GREAT STUFF
- 1 day ago
- 3 min read

There was a time when “Stuff of the Week” meant a new tie, maybe a decent pen, and some self-improvement. Now it’s a curated survival kit for modern life: looking good, moving fast, blocking out nonsense, and occasionally lighting something expensive on fire.
Progress, I suppose.

Let’s begin at ground level, where dignity often ends and comfort begins. The HOKA Skyward Laceless Running Shoes are what happens when performance footwear finally admits we’re all a little tired. No laces, no fuss, just slip in ( no, these are not Skechers) and go. They look like something a Formula 1 pit crew would wear if they took up Pilates, but the real story is the ease. There’s a quiet luxury in not bending down to tie your shoes. Once you experience it, the fit, the hug, the ride, going back feels medieval.

From the ankles, we move to the face, because Florida sun is undefeated and vanity is undefeated-er. The La Roche-Posay Mela B3 Dark Spot Serum (yes, I know, it sounds like a pharmaceutical lawsuit) is the current weapon of choice. Dermatologists love it, which usually means it actually works. A few drops and you can pretend the last ten years of sun exposure were just a rumor. It really works…even on Italian skin! It’s not magic, but it’s close enough that you’ll start judging your past self for not discovering it sooner.

Travel, of course, is where taste gets tested. There’s something deeply satisfying about a Delta Air Lines Nonstop PBI to LAX flight. No connections, no drama, no sprinting through Atlanta like you’re being chased by bad decisions. You get on in Palm Beach (soon to be TRUMP INTERNATIONAL), you get off in Los Angeles, and somewhere in between, you drink.

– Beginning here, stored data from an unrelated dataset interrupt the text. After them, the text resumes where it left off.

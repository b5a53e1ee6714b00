use super::multiset::KeyMultiset;

#[test]
fn multiple_slots_per_key() {
    let mut set = KeyMultiset::with_capacity(4);
    set.insert(7, 10);
    set.insert(7, 11);
    set.insert(8, 20);
    assert_eq!(set.count(7), 2);
    assert_eq!(set.get(7), &[10, 11]);
    assert_eq!(set.count(8), 1);
}

#[test]
fn remove_one_leaves_others_intact() {
    let mut set = KeyMultiset::with_capacity(4);
    set.insert(7, 10);
    set.insert(7, 11);
    assert!(set.remove_one(7, 10));
    assert_eq!(set.get(7), &[11]);
    assert!(!set.remove_one(7, 999));
}

#[test]
fn remove_all_clears_key() {
    let mut set = KeyMultiset::with_capacity(4);
    set.insert(7, 10);
    set.insert(7, 11);
    let removed = set.remove_all(7);
    assert_eq!(removed, vec![10, 11]);
    assert!(!set.contains_key(7));
}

Back on solid ground, we get to one of life’s more underrated pleasures: a proper lighter. The Rocky Patel Davenport Table Lighter is less a tool and more a statement. It sits there with a certain confidence, waiting for its moment. When that moment comes, it delivers with the kind of authority that makes disposable lighters feel like party favors. Even if you don’t smoke, you’ll find yourself inventing reasons to use it. Candles suddenly become very important, but cigars is what wets it’s appetite.

Which brings us, naturally, to where those cigars live. The Asprey Riviera Marquetry Humidor is not storage, it’s theater. Hand-inlaid wood, Riviera swagger, and the kind of craftsmanship that suggests richness. You don’t just open it, you present it. Guests don’t just take a cigar, they pause, admire, and briefly reconsider their own life choices. In Med Blue with a hand painted Riva skimming across the top, it turns a simple smoke into an occasion, which, frankly, is the entire point.

Now, because the world refuses to be quiet, we arrive at salvation in a small, purple package. The Bose QuietComfort Earbuds II are less about music and more about selective hearing. Slip them in, and the chaos fades. Airplane noise, background chatter, that one person on speakerphone in a restaurant who thinks they’re hosting a podcast, it all disappears. The new purple case and bud option doesn’t hurt either. It’s just bold enough to say you have taste, but not so loud that you’re trying too hard.

Finally, the wrist. Always the wrist. The Timex Marlin Chronograph is a reminder that not everything needs to cost the price of a small car to feel good. It’s classic, slightly nostalgic, and refreshingly unpretentious. Watches can become overhyped timepieces, but this one just tells the time and looks good doing it. There’s a certain confidence in that restraint knowing your 5 Rolex’s are safely home just waiting for your wrist. When others crook their neck to see it, shock them and allow them to try it on.
So that’s the lineup. Shoes that don’t ask for effort, serum that fights the past, flights that respect your time, a lighter that demands respect, a humidor that steals the show, earbuds that erase reality, and a watch that keeps things grounded. It’s not just stuff. It’s a strategy.